We will code it like this: CRNU.

Unlike the previous statistical tests, Chi-Square deals with categories, so the measurement of participants’ actions is represented in the categories they are allocated to.

Nominal data (also known as categorical data)

The relevant measure is the number of participants in each category. Participants are said to be tested on both variables. See example below:

Variable 1: Giving hints

Category 1 –  Giving a hint

Category 2 –  Not giving a hint

Variable 2: Solving problems

Category 1 – Solving a problem

Category 2 – Not solving a problem

So participants would either be given a hint (Category 1) or not (Category 2) and then, they would be given a problem to solve. Some will solve it (and fall in Category 1) and some will not (Category 2). With this setup, the researcher can make predictions about how do the two variables relate. So predictions are made about the number of participants that will fall in every category.

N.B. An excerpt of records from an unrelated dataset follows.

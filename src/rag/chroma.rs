//! ChromaDB REST client
//!
//! Speaks the v2 HTTP API against the default tenant and database. Only the
//! handful of calls the assistant needs are implemented: heartbeat, collection
//! creation, single-document insert and nearest-neighbour query.

use std::time::Duration;

use reqwest::{Client, RequestBuilder, StatusCode};
use serde::{Deserialize, Serialize};
use serde_json::{Map, Value};
use tracing::{debug, info, instrument, warn};

use crate::rag::VectorStore;
use crate::rag::error::RagError;
use crate::rag::http::{execute_json, execute_text};

const DEFAULT_TENANT: &str = "default_tenant";
const DEFAULT_DATABASE: &str = "default_database";
const COLLECTION_DESCRIPTION: &str = "Iara assistant facts storage";
const DEFAULT_RESULTS: usize = 3;
const REQUEST_TIMEOUT: Duration = Duration::from_secs(10);

#[derive(Debug, Serialize)]
struct CreateCollectionRequest<'a> {
    name: &'a str,
    metadata: Map<String, Value>,
}

#[derive(Debug, Serialize)]
struct AddRequest<'a> {
    ids: [&'a str; 1],
    embeddings: [&'a [f32]; 1],
    documents: [&'a str; 1],
    metadatas: [&'a Map<String, Value>; 1],
}

#[derive(Debug, Serialize)]
struct QueryRequest<'a> {
    query_embeddings: [&'a [f32]; 1],
    n_results: usize,
}

/// Result of a similarity query, one inner list per query embedding
#[derive(Debug, Default, Deserialize)]
pub struct QueryResponse {
    #[serde(default)]
    pub ids: Vec<Vec<String>>,
    #[serde(default)]
    pub distances: Option<Vec<Vec<f32>>>,
    #[serde(default)]
    pub documents: Option<Vec<Vec<Option<String>>>>,
    #[serde(default)]
    pub metadatas: Option<Vec<Vec<Option<Map<String, Value>>>>>,
}

impl QueryResponse {
    /// Documents matched by the first query embedding, nearest first
    pub fn first_documents(&self) -> Vec<String> {
        self.documents
            .as_ref()
            .and_then(|docs| docs.first())
            .map(|docs| docs.iter().flatten().cloned().collect())
            .unwrap_or_default()
    }
}

/// Client for a ChromaDB server
#[derive(Debug, Clone)]
pub struct ChromaClient {
    client: Client,
    base_url: String,
    tenant: String,
    database: String,
}

impl ChromaClient {
    /// Create a client without checking that the server is up
    pub fn new(base_url: impl Into<String>) -> Result<Self, RagError> {
        let client = Client::builder().timeout(REQUEST_TIMEOUT).build()?;
        Ok(Self {
            client,
            base_url: base_url.into().trim_end_matches('/').to_string(),
            tenant: DEFAULT_TENANT.to_string(),
            database: DEFAULT_DATABASE.to_string(),
        })
    }

    /// Create a client once the server answers a heartbeat
    ///
    /// Tries up to `max_retries` times, sleeping `retry_delay` between
    /// attempts.
    pub async fn connect_with_retry(
        base_url: impl Into<String>,
        max_retries: u32,
        retry_delay: Duration,
    ) -> Result<Self, RagError> {
        let client = Self::new(base_url)?;
        info!(url = %client.base_url, "Connecting to ChromaDB");

        for attempt in 1..=max_retries {
            match client.heartbeat().await {
                Ok(()) => {
                    info!("Connected to ChromaDB");
                    return Ok(client);
                }
                Err(e) => {
                    warn!(attempt, max_retries, error = %e, "ChromaDB not ready");
                    if attempt < max_retries {
                        tokio::time::sleep(retry_delay).await;
                    }
                }
            }
        }

        Err(RagError::Unavailable {
            url: client.base_url,
            attempts: max_retries,
        })
    }

    /// Base URL of the server
    pub fn base_url(&self) -> &str {
        &self.base_url
    }

    fn post(&self, path: &str) -> RequestBuilder {
        self.client
            .post(format!("{}{}", self.base_url, path))
            .header("X-Chroma-Tenant", &self.tenant)
            .header("X-Chroma-Database", &self.database)
    }

    /// Check the server is reachable
    pub async fn heartbeat(&self) -> Result<(), RagError> {
        let request = self.client.get(format!("{}/api/v2/heartbeat", self.base_url));
        execute_text(request, |status| status == StatusCode::OK).await?;
        Ok(())
    }

    /// Create `name`, treating an existing collection as success
    #[instrument(skip(self))]
    pub async fn create_collection(&self, name: &str) -> Result<(), RagError> {
        let mut metadata = Map::new();
        metadata.insert("description".into(), COLLECTION_DESCRIPTION.into());

        let request = self
            .post("/api/v2/collections")
            .json(&CreateCollectionRequest { name, metadata });
        execute_text(request, |status| {
            matches!(status, StatusCode::OK | StatusCode::CREATED | StatusCode::CONFLICT)
        })
        .await?;
        Ok(())
    }

    /// Insert one document with its embedding and metadata
    #[instrument(skip(self, document, embedding, metadata), fields(doc_len = document.len(), dims = embedding.len()))]
    pub async fn add_document(
        &self,
        collection: &str,
        id: &str,
        document: &str,
        embedding: &[f32],
        metadata: &Map<String, Value>,
    ) -> Result<(), RagError> {
        let request = self
            .post(&format!("/api/v2/collections/{}/add", collection))
            .json(&AddRequest {
                ids: [id],
                embeddings: [embedding],
                documents: [document],
                metadatas: [metadata],
            });
        execute_text(request, |status| status == StatusCode::OK).await?;
        debug!("Document added");
        Ok(())
    }

    /// Find the `n_results` documents nearest to `embedding`
    ///
    /// Zero falls back to three results.
    #[instrument(skip(self, embedding))]
    pub async fn query(
        &self,
        collection: &str,
        embedding: &[f32],
        n_results: usize,
    ) -> Result<QueryResponse, RagError> {
        let n_results = if n_results == 0 {
            DEFAULT_RESULTS
        } else {
            n_results
        };

        let request = self
            .post(&format!("/api/v2/collections/{}/query", collection))
            .json(&QueryRequest {
                query_embeddings: [embedding],
                n_results,
            });
        execute_json(request).await
    }
}

impl VectorStore for ChromaClient {
    async fn create_collection(&self, name: &str) -> Result<(), RagError> {
        ChromaClient::create_collection(self, name).await
    }

    async fn add_document(
        &self,
        collection: &str,
        id: &str,
        document: &str,
        embedding: &[f32],
        metadata: &Map<String, Value>,
    ) -> Result<(), RagError> {
        ChromaClient::add_document(self, collection, id, document, embedding, metadata).await
    }

    async fn query_similar(
        &self,
        collection: &str,
        embedding: &[f32],
        n_results: usize,
    ) -> Result<Vec<String>, RagError> {
        Ok(self.query(collection, embedding, n_results).await?.first_documents())
    }
}

#[cfg(test)]
mod tests {
    use super::*;
    use mockito::{Matcher, Server};
    use serde_json::json;

    #[tokio::test]
    async fn test_heartbeat() {
        let mut server = Server::new_async().await;
        let mock = server
            .mock("GET", "/api/v2/heartbeat")
            .with_status(200)
            .with_body(r#"{"nanosecond heartbeat": 1}"#)
            .expect(1)
            .create_async()
            .await;

        let client = ChromaClient::new(server.url()).unwrap();
        client.heartbeat().await.unwrap();

        mock.assert_async().await;
    }

    #[tokio::test]
    async fn test_connect_with_retry_gives_up() {
        let mut server = Server::new_async().await;
        let mock = server
            .mock("GET", "/api/v2/heartbeat")
            .with_status(503)
            .expect(3)
            .create_async()
            .await;

        let result =
            ChromaClient::connect_with_retry(server.url(), 3, Duration::from_millis(10)).await;
        match result {
            Err(RagError::Unavailable { attempts, .. }) => assert_eq!(attempts, 3),
            other => panic!("Expected Unavailable, got {:?}", other),
        }

        mock.assert_async().await;
    }

    #[tokio::test]
    async fn test_connect_with_retry_succeeds() {
        let mut server = Server::new_async().await;
        server
            .mock("GET", "/api/v2/heartbeat")
            .with_status(200)
            .create_async()
            .await;

        let client = ChromaClient::connect_with_retry(server.url(), 5, Duration::from_millis(10))
            .await
            .unwrap();
        assert_eq!(client.base_url(), server.url());
    }

    #[tokio::test]
    async fn test_create_collection_accepts_conflict() {
        let mut server = Server::new_async().await;
        let mock = server
            .mock("POST", "/api/v2/collections")
            .match_header("X-Chroma-Tenant", "default_tenant")
            .match_header("X-Chroma-Database", "default_database")
            .match_body(Matcher::PartialJson(json!({"name": "facts"})))
            .with_status(409)
            .with_body(r#"{"error": "collection already exists"}"#)
            .expect(1)
            .create_async()
            .await;

        let client = ChromaClient::new(server.url()).unwrap();
        client.create_collection("facts").await.unwrap();

        mock.assert_async().await;
    }

    #[tokio::test]
    async fn test_create_collection_failure() {
        let mut server = Server::new_async().await;
        server
            .mock("POST", "/api/v2/collections")
            .with_status(500)
            .create_async()
            .await;

        let client = ChromaClient::new(server.url()).unwrap();
        let result = client.create_collection("facts").await;
        assert!(matches!(result, Err(RagError::Api { status_code: 500, .. })));
    }

    #[tokio::test]
    async fn test_add_document() {
        let mut server = Server::new_async().await;
        let mock = server
            .mock("POST", "/api/v2/collections/facts/add")
            .match_header("X-Chroma-Tenant", "default_tenant")
            .match_body(Matcher::Json(json!({
                "ids": ["abc"],
                "embeddings": [[0.5, 0.25]],
                "documents": ["Ana likes tea"],
                "metadatas": [{"type": "fact"}]
            })))
            .with_status(200)
            .with_body("true")
            .expect(1)
            .create_async()
            .await;

        let mut metadata = Map::new();
        metadata.insert("type".into(), "fact".into());

        let client = ChromaClient::new(server.url()).unwrap();
        client
            .add_document("facts", "abc", "Ana likes tea", &[0.5, 0.25], &metadata)
            .await
            .unwrap();

        mock.assert_async().await;
    }

    #[tokio::test]
    async fn test_add_document_requires_ok() {
        let mut server = Server::new_async().await;
        server
            .mock("POST", "/api/v2/collections/facts/add")
            .with_status(201)
            .create_async()
            .await;

        let client = ChromaClient::new(server.url()).unwrap();
        let result = client
            .add_document("facts", "abc", "doc", &[0.1], &Map::new())
            .await;
        assert!(matches!(result, Err(RagError::Api { status_code: 201, .. })));
    }

    #[tokio::test]
    async fn test_query_similar() {
        let mut server = Server::new_async().await;
        let mock = server
            .mock("POST", "/api/v2/collections/facts/query")
            .match_body(Matcher::Json(json!({
                "query_embeddings": [[1.0]],
                "n_results": 3
            })))
            .with_status(200)
            .with_body(
                r#"{
                    "ids": [["a", "b"]],
                    "distances": [[0.1, 0.4]],
                    "documents": [["Ana likes tea", null]],
                    "metadatas": [[{"type": "fact"}, null]]
                }"#,
            )
            .expect(1)
            .create_async()
            .await;

        let client = ChromaClient::new(server.url()).unwrap();
        let docs = client.query_similar("facts", &[1.0], 0).await.unwrap();
        assert_eq!(docs, vec!["Ana likes tea".to_string()]);

        mock.assert_async().await;
    }

    #[test]
    fn test_first_documents_empty() {
        assert!(QueryResponse::default().first_documents().is_empty());
    }
}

Reminder: for every variable, a participant can only be inside one category.

Hypothesis: a higher proportion of social science students would get 1sts in their final degree classification, compared to natural science students.

A questionnaire would be sent to 50 NatSci students and 50 SocSci students where they would be asked about their degree classifications. The answers fall in 3 categories: 1st, 2:1s and 2:2s. There were 44 replies from SocSci students and 42 from NatSci students.

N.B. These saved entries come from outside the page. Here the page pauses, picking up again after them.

//! Error types for the Iara crate

use thiserror::Error;

/// Result type for Iara operations
pub type Result<T> = std::result::Result<T, Error>;

/// Error type for Iara operations
#[derive(Debug, Error)]
pub enum Error {
    /// HTTP client error
    #[error("HTTP error: {0}")]
    Http(#[from] reqwest::Error),

    /// JSON serialization/deserialization error
    #[error("JSON error: {0}")]
    Json(#[from] serde_json::Error),

    /// Filesystem error
    #[error("IO error: {0}")]
    Io(#[from] std::io::Error),

    /// Gazette crawl error
    #[error("Crawl error: {0}")]
    Crawl(String),

    /// Scheduler error
    #[error("Scheduler error: {0}")]
    Scheduler(String),

    /// Retrieval-augmented generation error
    #[error("RAG error: {0}")]
    Rag(String),

    /// Other errors
    #[error("{0}")]
    Other(String),
}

Our raw dataset would look like this:

 Degree classifications 1st 2:1 2:2 Total students SocSci 6 15 23 44 NatSci 10 8 24 42 Total degree classifications 16 23 47 86

Rationale of the Chi-Square test

The number of NatSci students in category of 2:1 is the frequency of NatSci students in 2:1s and it is called frequency. So 2:1 NatSci students have a frequency of 8 (out of 42). These frequencies are called observed frequency, as opposed to expected frequencies which represent the null hypothesis (i.e. no significant difference in the number of NatSci and SocSci students getting 1sts.

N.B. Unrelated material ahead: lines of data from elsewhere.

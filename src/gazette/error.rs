//! Error types for the gazette crawler

use crate::error::Error as CrateError;
use thiserror::Error;

/// Error type for a single crawl cycle.
///
/// Every variant is cycle-local: it aborts the current cycle only and never
/// takes the scheduler down with it.
#[derive(Debug, Error)]
pub enum CrawlError {
    /// Page unreachable, timed out or answered outside 2xx
    #[error("Fetch error for {url}: {message}")]
    Fetch {
        /// URL that was requested
        url: String,
        /// What went wrong
        message: String,
    },

    /// Expected HTML structure absent or identifier malformed
    #[error("Extraction error: {0}")]
    Extraction(String),

    /// Last-seen state could not be read or written
    #[error("Persist error: {0}")]
    Persist(String),

    /// Webhook unreachable or answered outside 2xx
    #[error("Notify error: {0}")]
    Notify(String),

    /// Another cycle holds the single-flight guard
    #[error("A crawl cycle is already in progress")]
    CycleInProgress,
}

impl CrawlError {
    pub(crate) fn fetch(url: impl Into<String>, message: impl ToString) -> Self {
        Self::Fetch {
            url: url.into(),
            message: message.to_string(),
        }
    }
}

impl From<CrawlError> for CrateError {
    fn from(err: CrawlError) -> Self {
        CrateError::Crawl(err.to_string())
    }
}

If the expected frequencies are significantly different than the observed frequencies, the null hypothesis can be rejected.

The calculation of the Chi-Square test will be soon uploaded as a scanned page with the step-by-step calculations.

The Chi-Square Table

The Chi-Square Critical Values Table (see here) enables you to check whether given your hypothesis, your table of frequencies, your Chi-Square value and your df (degrees of freedom), the probability that the differences found between conditions were likely to occur by chance.

We open up the table and we check against our df and our Chi-Square value (3.11). Our value has to be equal or larger than the critical value. The critical value with our df is 5.991. Our value is not larger than 5.99 so the probability that the differences found between conditions can occur due to chance is more than 5%, this does not enable us to claim that the differences are statistically significant and thus we cannot reject the null hypothesis.

Remainder: the Chi-Square test can only be used for two-tailed hypothesis. Even though, the hypothesis given in the beginning sounds like one-tailed hypothesis, it is not. This is because the hypothesis given can be interpreted in more than one way: those more likely to get 1sts decide to study social sciences or those who study social sciences are more hard-working than NatSci students and more SocSci students end up getting more 1sts.